Today I’m going to take the emphasis off English for a while and discuss something very important for people studying at Leicester: Leicester. You might have a great university, but if its location is a dank ghost town or the remote home of some Pagan cult then it’ll be really hard to do things like go to the cinema and have a decent Chinese takeaway. Luckily, Leicester is excellently-equipped for a student population, or even indeed a regular human population. There are numerous clubs, more than enough bars and pubs to keep anyone entertained — including the excellent Firebug which has that cocktail that’s effectively ice cream — along with three cinemas — most notable of which is the Phoenix and its showing of classic films, social cinema screenings, and a Sunday-brunch-and-movie deal — and the Curve Theatre for all your cultural needs. Oh, and there’s the King Power football stadium and the Leicester Tigers rugby stadium.
For shopping you’ve got the Haymarket shopping centre, the newer Highcross shopping centre, the arcades, the famous and massive outdoor market…
But enough brochure stuff. What’s really important and notable about Leicester? Clock towers. Everywhere. If I had to make a conservative estimate, I’d say Leicester has a million clock towers (if I had to make a Conservative estimate, I’d say George Osborne). The amount of eye-pleasing clock towers in Leicester is inexplicable (as in there’s probably a perfectly good reason for it but I’m not going to look it up) but rather interesting and it makes what is admittedly not the prettiest of cities considerably more appealing. The shopping arcades are very picturesque too. And if you take the forty minute walk from the university to Oadby, where the main student accommodation buildings are, you may well be impressed. The halls of residence are situated in what you’d call a rather affluent area indeed, and the huge houses look especially good in the crisp oranges and browns of autumn.

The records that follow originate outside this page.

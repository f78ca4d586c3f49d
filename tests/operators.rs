use std::{cell::RefCell, rc::Rc, time::Duration};

use asyncflow::{Defer, EventLoop, Flow, Limit, Sparse, Tasks, Timer};

fn slot<T: 'static>() -> (Rc<RefCell<Option<T>>>, impl FnOnce(T) + 'static) {
    let cell = Rc::new(RefCell::new(None));
    let c = Rc::clone(&cell);
    (cell, move |v| *c.borrow_mut() = Some(v))
}

fn ms(n: u64) -> Duration {
    Duration::from_millis(n)
}

#[test]
fn map_keeps_input_order_for_every_limit() {
    let input: Vec<u64> = (1..=8).collect();
    for limit in [Limit::SERIAL, Limit::new(2), Limit::new(3), Limit::UNBOUNDED] {
        let el = EventLoop::new();
        let (result, on_done) = slot::<Result<Vec<u64>, ()>>();
        let timer = el.clone();
        // Later items finish first.
        Flow::default().map_limit(
            limit,
            input.clone(),
            move |n: u64, done| {
                timer.schedule(ms(100 - n * 10), Box::new(move || done.ok(n * n)));
            },
            on_done,
        );
        el.run();
        assert_eq!(
            *result.borrow(),
            Some(Ok(input.iter().map(|n| n * n).collect())),
            "map with {limit:?} should keep input order"
        );
    }
}

#[test]
fn map_never_exceeds_limit() {
    let el = EventLoop::new();
    let in_flight = Rc::new(RefCell::new((0usize, 0usize)));
    let (result, on_done) = slot::<Result<Vec<usize>, ()>>();
    let (timer, counter) = (el.clone(), Rc::clone(&in_flight));
    Flow::default().map_limit(
        3,
        0..10,
        move |n: usize, done| {
            {
                let mut c = counter.borrow_mut();
                c.0 += 1;
                c.1 = c.1.max(c.0);
            }
            let counter = Rc::clone(&counter);
            timer.schedule(
                ms(1 + (n as u64 % 4)),
                Box::new(move || {
                    counter.borrow_mut().0 -= 1;
                    done.ok(n);
                }),
            );
        },
        on_done,
    );
    el.run();
    assert_eq!(*result.borrow(), Some(Ok((0..10).collect())));
    assert_eq!(in_flight.borrow().1, 3, "peak concurrency should equal the limit");
}

#[test]
fn map_error_reports_no_partial_result() {
    let el = EventLoop::new();
    let (result, on_done) = slot::<Result<Vec<u32>, String>>();
    let queue = el.clone();
    Flow::default().map(
        vec![1u32, 2, 3],
        move |n, done| {
            queue.defer(Box::new(move || {
                if n == 2 {
                    done.fail(format!("bad {n}"));
                } else {
                    done.ok(n);
                }
            }));
        },
        on_done,
    );
    el.run();
    assert_eq!(*result.borrow(), Some(Err("bad 2".to_string())));
}

#[test]
fn map_after_break_keeps_reported_values() {
    let (result, on_done) = slot::<Result<Vec<u32>, ()>>();
    Flow::default().map_series(
        vec![1u32, 2, 3, 4],
        |n, done| {
            if n == 3 {
                done.stop();
            } else {
                done.ok(n * 10);
            }
        },
        on_done,
    );
    assert_eq!(*result.borrow(), Some(Ok(vec![10, 20])));
}

#[test]
fn mixed_synchronous_and_deferred_steps() {
    let el = EventLoop::new();
    let (result, on_done) = slot::<Result<Vec<u32>, ()>>();
    let queue = el.clone();
    Flow::default().map_limit(
        2,
        (0..9).collect::<Vec<u32>>(),
        move |n, done| {
            if n % 2 == 0 {
                done.ok(n + 100);
            } else {
                queue.defer(Box::new(move || done.ok(n + 100)));
            }
        },
        on_done,
    );
    el.run();
    assert_eq!(*result.borrow(), Some(Ok((100..109).collect())));
}

#[test]
fn filter_keeps_accepted_items_in_order() {
    let el = EventLoop::new();
    let (result, on_done) = slot::<Result<Vec<&'static str>, ()>>();
    let timer = el.clone();
    Flow::default().filter_limit(
        2,
        vec!["apple", "kiwi", "banana", "fig", "cherry"],
        move |word: &'static str, done| {
            let len = word.len() as u64;
            timer.schedule(ms(10 - len), Box::new(move || done.ok(len > 4)));
        },
        on_done,
    );
    el.run();
    assert_eq!(*result.borrow(), Some(Ok(vec!["apple", "banana", "cherry"])));
}

#[test]
fn some_stops_after_first_match() {
    let el = EventLoop::new();
    let calls = Rc::new(RefCell::new(0usize));
    let (result, on_done) = slot::<Result<bool, ()>>();
    let (queue, c) = (el.clone(), Rc::clone(&calls));
    Flow::default().some_limit(
        2,
        vec![1, 2, 3, 4],
        move |v: i32, done| {
            *c.borrow_mut() += 1;
            queue.defer(Box::new(move || done.ok(v > 2)));
        },
        on_done,
    );
    el.run();
    assert_eq!(*result.borrow(), Some(Ok(true)));
    // Match at position 3 (1-based), windows of 2: at most ceil(3 / 2) * 2 steps.
    assert!(*calls.borrow() <= 4);
}

#[test]
fn some_tests_every_item_once_when_nothing_matches() {
    let el = EventLoop::new();
    let seen = Rc::new(RefCell::new(Vec::new()));
    let (result, on_done) = slot::<Result<bool, ()>>();
    let (queue, s) = (el.clone(), Rc::clone(&seen));
    Flow::default().some_limit(
        2,
        vec![1, 2, 3, 4, 5],
        move |v: i32, done| {
            s.borrow_mut().push(v);
            queue.defer(Box::new(move || done.ok(false)));
        },
        on_done,
    );
    el.run();
    assert_eq!(*result.borrow(), Some(Ok(false)));
    assert_eq!(*seen.borrow(), [1, 2, 3, 4, 5]);
}

#[test]
fn every_resolves_false_without_starting_past_the_window() {
    let el = EventLoop::new();
    let started = Rc::new(RefCell::new(Vec::new()));
    let (result, on_done) = slot::<Result<bool, ()>>();
    let (timer, s) = (el.clone(), Rc::clone(&started));
    Flow::default().every_limit(
        2,
        vec![1, 2, 3, 4, 5, 6],
        move |v: i32, done| {
            s.borrow_mut().push(v);
            // The failing item reports first.
            let delay = if v == 2 { 1 } else { 10 };
            timer.schedule(ms(delay), Box::new(move || done.ok(v < 2)));
        },
        on_done,
    );
    el.advance(ms(1));
    assert_eq!(*result.borrow(), None, "item 1 is still in flight");
    el.run();
    assert_eq!(*result.borrow(), Some(Ok(false)));
    assert_eq!(*started.borrow(), [1, 2]);
}

#[test]
fn every_is_true_when_all_pass() {
    let (result, on_done) = slot::<Result<bool, ()>>();
    Flow::default().every(vec![2, 4, 6], |v: i32, done| done.ok(v % 2 == 0), on_done);
    assert_eq!(*result.borrow(), Some(Ok(true)));
}

#[test]
fn sort_by_is_stable_and_repeatable() {
    let input = vec![("b", 2), ("a", 1), ("c", 2), ("d", 0), ("e", 1)];
    let run = |input: Vec<(&'static str, i32)>| {
        let el = EventLoop::new();
        let (result, on_done) = slot::<Result<Vec<(&'static str, i32)>, ()>>();
        let queue = el.clone();
        Flow::default().sort_by_limit(
            3,
            input,
            move |item: (&'static str, i32), done| {
                queue.defer(Box::new(move || done.ok(item.1)));
            },
            on_done,
        );
        el.run();
        result.take()
    };
    let expected = vec![("d", 0), ("a", 1), ("e", 1), ("b", 2), ("c", 2)];
    assert_eq!(run(input.clone()), Some(Ok(expected.clone())));
    assert_eq!(run(input.clone()), Some(Ok(expected)));
    assert_eq!(input[0], ("b", 2));
}

#[test]
fn sort_by_skips_holes() {
    let (result, on_done) = slot::<Result<Vec<u32>, ()>>();
    let input: Sparse<u32> = vec![Some(3), None, Some(1), Some(2)].into();
    Flow::default().sort_by(input, |n: u32, done| done.ok(n), on_done);
    assert_eq!(*result.borrow(), Some(Ok(vec![1, 2, 3])));
}

#[test]
fn for_each_skips_holes() {
    let seen = Rc::new(RefCell::new(Vec::new()));
    let (result, on_done) = slot::<Result<(), ()>>();
    let mut input = Sparse::from(vec!['a', 'b', 'c', 'd']);
    input.remove(1);
    let s = Rc::clone(&seen);
    Flow::default().for_each_limit(
        2,
        input,
        move |c: char, done| {
            s.borrow_mut().push((done.index(), c));
            done.ok(());
        },
        on_done,
    );
    assert_eq!(*result.borrow(), Some(Ok(())));
    assert_eq!(*seen.borrow(), [(0, 'a'), (2, 'c'), (3, 'd')]);
}

#[test]
fn for_each_over_a_numeric_range() {
    let el = EventLoop::new();
    let sum = Rc::new(RefCell::new(0));
    let (result, on_done) = slot::<Result<(), ()>>();
    let (queue, s) = (el.clone(), Rc::clone(&sum));
    Flow::default().for_each(
        0..5,
        move |n: usize, done| {
            let s = Rc::clone(&s);
            queue.defer(Box::new(move || {
                *s.borrow_mut() += n;
                done.ok(());
            }));
        },
        on_done,
    );
    assert_eq!(*result.borrow(), None);
    el.run();
    assert_eq!(*result.borrow(), Some(Ok(())));
    assert_eq!(*sum.borrow(), 10);
}

#[test]
fn for_each_right_starts_from_the_end() {
    let order = Rc::new(RefCell::new(Vec::new()));
    let (result, on_done) = slot::<Result<(), ()>>();
    let o = Rc::clone(&order);
    Flow::default().for_each_right_series(
        vec![1, 2, 3],
        move |n: i32, done| {
            o.borrow_mut().push(n);
            done.ok(());
        },
        on_done,
    );
    assert_eq!(*result.borrow(), Some(Ok(())));
    assert_eq!(*order.borrow(), [3, 2, 1]);
}

#[test]
fn for_each_break_stops_serial_run() {
    let seen = Rc::new(RefCell::new(Vec::new()));
    let (result, on_done) = slot::<Result<(), &'static str>>();
    let s = Rc::clone(&seen);
    Flow::default().for_each_series(
        vec![1, 2, 3, 4],
        move |n: i32, done| {
            s.borrow_mut().push(n);
            if n == 2 {
                done.stop();
            } else {
                done.ok(());
            }
        },
        on_done,
    );
    assert_eq!(*result.borrow(), Some(Ok(())));
    assert_eq!(*seen.borrow(), [1, 2]);
}

#[test]
fn empty_input_completes_before_returning() {
    let (result, on_done) = slot::<Result<Vec<u8>, ()>>();
    Flow::default().map(Vec::<u8>::new(), |n, done| done.ok(n), on_done);
    assert_eq!(*result.borrow(), Some(Ok(vec![])));
}

#[test]
fn execute_collects_in_task_order() {
    let el = EventLoop::new();
    let (result, on_done) = slot::<Result<Vec<&'static str>, ()>>();
    let tasks = [("a", 30), ("b", 10), ("c", 40), ("d", 20)]
        .into_iter()
        .fold(Tasks::new(), |tasks, (letter, delay)| {
            let timer = el.clone();
            tasks.task(move |done| {
                timer.schedule(ms(delay), Box::new(move || done.ok(letter)));
            })
        });
    Flow::default().execute_limit(2, tasks, on_done);
    el.run();
    assert_eq!(*result.borrow(), Some(Ok(vec!["a", "b", "c", "d"])));
}

#[test]
fn execute_leaves_no_entry_for_empty_positions() {
    let (result, on_done) = slot::<Result<Vec<u8>, ()>>();
    let tasks = Tasks::new()
        .task(|done| done.ok(1))
        .skip()
        .task(|done| done.ok(3));
    assert_eq!(tasks.len(), 3);
    Flow::default().series(tasks, on_done);
    assert_eq!(*result.borrow(), Some(Ok(vec![1, 3])));
}

#[test]
fn parallel_reports_first_error() {
    let el = EventLoop::new();
    let (result, on_done) = slot::<Result<Vec<u8>, &'static str>>();
    let (t1, t2, t3) = (el.clone(), el.clone(), el.clone());
    let tasks = Tasks::new()
        .task(move |done| {
            t1.schedule(ms(30), Box::new(move || done.fail("slow")));
        })
        .task(move |done| {
            t2.schedule(ms(10), Box::new(move || done.fail("fast")));
        })
        .task(move |done| {
            t3.schedule(ms(20), Box::new(move || done.ok(3)));
        });
    Flow::default().parallel(tasks, on_done);
    el.run();
    assert_eq!(*result.borrow(), Some(Err("fast")));
}

#[test]
fn map_sparse_keeps_values_at_their_positions() {
    let el = EventLoop::new();
    let (result, on_done) = slot::<Result<Sparse<u32>, ()>>();
    let timer = el.clone();
    let input: Sparse<u32> = vec![Some(1), None, Some(3)].into();
    Flow::default().map_sparse_limit(
        2,
        input,
        move |n: u32, done| {
            timer.schedule(ms(u64::from(10 - n)), Box::new(move || done.ok(n * 10)));
        },
        on_done,
    );
    el.run();
    let mapped = result.take().map(|r| r.map(Sparse::into_vec));
    assert_eq!(
        mapped,
        Some(Ok(vec![Some(10), None, Some(30)])),
        "Value of item 2 should stay at index 2"
    );
}

#[test]
fn map_compacts_values_around_holes() {
    let (result, on_done) = slot::<Result<Vec<u32>, ()>>();
    let input: Sparse<u32> = vec![Some(1), None, Some(3)].into();
    Flow::default().map(input, |n: u32, done| done.ok(n * 10), on_done);
    assert_eq!(*result.borrow(), Some(Ok(vec![10, 30])));
}

#[test]
fn map_sparse_after_break_leaves_unreported_positions_empty() {
    let (result, on_done) = slot::<Result<Sparse<u32>, ()>>();
    Flow::default().map_sparse_series(
        vec![1u32, 2, 3],
        |n, done| if n == 2 { done.stop() } else { done.ok(n) },
        on_done,
    );
    let mapped = result.take().map(|r| r.map(Sparse::into_vec));
    assert_eq!(mapped, Some(Ok(vec![Some(1), None, None])));
}

#[test]
fn execute_sparse_keeps_empty_positions() {
    let el = EventLoop::new();
    let (result, on_done) = slot::<Result<Sparse<char>, ()>>();
    let (t1, t2) = (el.clone(), el.clone());
    let tasks = Tasks::new()
        .skip()
        .task(move |done| {
            t1.schedule(ms(20), Box::new(move || done.ok('b')));
        })
        .task(move |done| {
            t2.schedule(ms(10), Box::new(move || done.ok('c')));
        });
    Flow::default().execute_sparse(tasks, on_done);
    el.run();
    let result = result.take().and_then(Result::ok);
    assert_eq!(
        result.as_ref().map(Sparse::as_slice),
        Some(&[None, Some('b'), Some('c')][..])
    );
}
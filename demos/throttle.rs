use std::{cell::RefCell, rc::Rc, time::Duration};

use asyncflow::{EventLoop, Timer, debounce, throttle};

fn main() {
    // Virtual time, so the demo runs instantly.
    let el = EventLoop::new();
    let saved = Rc::new(RefCell::new(Vec::new()));
    let searched = Rc::new(RefCell::new(Vec::new()));

    let (s, clock) = (Rc::clone(&saved), el.clone());
    let save = throttle(el.clone(), Duration::from_millis(300), false, move |doc: String| {
        println!("{:>4}ms save {doc:?}", clock.now().as_millis());
        s.borrow_mut().push(doc);
    });

    let (s, clock) = (Rc::clone(&searched), el.clone());
    let search = debounce(el.clone(), Duration::from_millis(150), false, move |query: String| {
        println!("{:>4}ms search {query:?}", clock.now().as_millis());
        s.borrow_mut().push(query);
    });

    let mut text = String::new();
    for c in "hello world".chars() {
        text.push(c);
        save.call(text.clone());
        search.call(text.clone());
        el.advance(Duration::from_millis(60));
    }
    el.run();

    assert_eq!(saved.borrow().first().map(String::as_str), Some("h"));
    assert_eq!(saved.borrow().last().map(String::as_str), Some("hello world"));
    assert_eq!(*searched.borrow(), ["hello world"]);
}
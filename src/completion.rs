//! Bridge from completion callbacks to futures.
//!
//! Every operator reports through a completion callback. [`completion`]
//! produces a matching pair: a callback to hand to the operator and a
//! [`Completion`] future that resolves with whatever the callback receives,
//! so results can be awaited from async code running on any executor.
//!
//! # Example
//! ```
//! # use asyncflow::{Flow, completion};
//! # futures_lite::future::block_on(async {
//! let (on_done, result) = completion::<Result<Vec<i32>, ()>>();
//! Flow::default().map_series(
//!     vec![1, 2, 3],
//!     |n: i32, done| done.ok(n + 1),
//!     on_done,
//! );
//! assert_eq!(result.await, Ok(Ok(vec![2, 3, 4])));
//! # });
//! ```

use std::{pin::Pin, task::Context, task::Poll};

use futures::channel::oneshot::{self, Canceled, Receiver};
use pin_project_lite::pin_project;

pin_project! {
    /// A future resolving with the value passed to its paired callback.
    ///
    /// Resolves to `Err(Canceled)` if the callback is dropped without being
    /// called, for example when an operator is abandoned mid-run.
    #[must_use = "futures do nothing unless polled or .awaited"]
    pub struct Completion<T> {
        #[pin]
        receiver: Receiver<T>,
    }
}

/// Creates a completion callback and the future that observes it.
pub fn completion<T: 'static>() -> (impl FnOnce(T) + 'static, Completion<T>) {
    let (sender, receiver) = oneshot::channel();
    let on_done = move |value: T| {
        if sender.send(value).is_err() {
            tracing::trace!("completion dropped before the result arrived");
        }
    };
    (on_done, Completion { receiver })
}

impl<T> Future for Completion<T> {
    type Output = Result<T, Canceled>;

    fn poll(self: Pin<&mut Self>, cx: &mut Context<'_>) -> Poll<Self::Output> {
        self.project().receiver.poll(cx)
    }
}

So it’s a practical city with all the big chain stores and lots of more interesting independent ones, it’s not a paradise but it has many visually-appealing sights — what else? Well in terms of moving around inside it, I’ve already mentioned the walking distance from halls to the university, and by bus it takes about twenty minutes from the furthermost hall, John Foster. From the university to the station is about fifteen minutes. The university to the city centre is about twenty minutes. In the second year when most students move out to private accommodation, they’re likely to be not much more than ten or fifteen minutes away. The university’s city living accomodation, such as Nixon Court, can be as little as five minutes away. As you can see, once you’re out of the first year your journey is cut down considerably.
Hopefully this gives a better idea of what Leicester is like than if I had said nothing at all. Oh, and it’s pronounced ‘Lester’.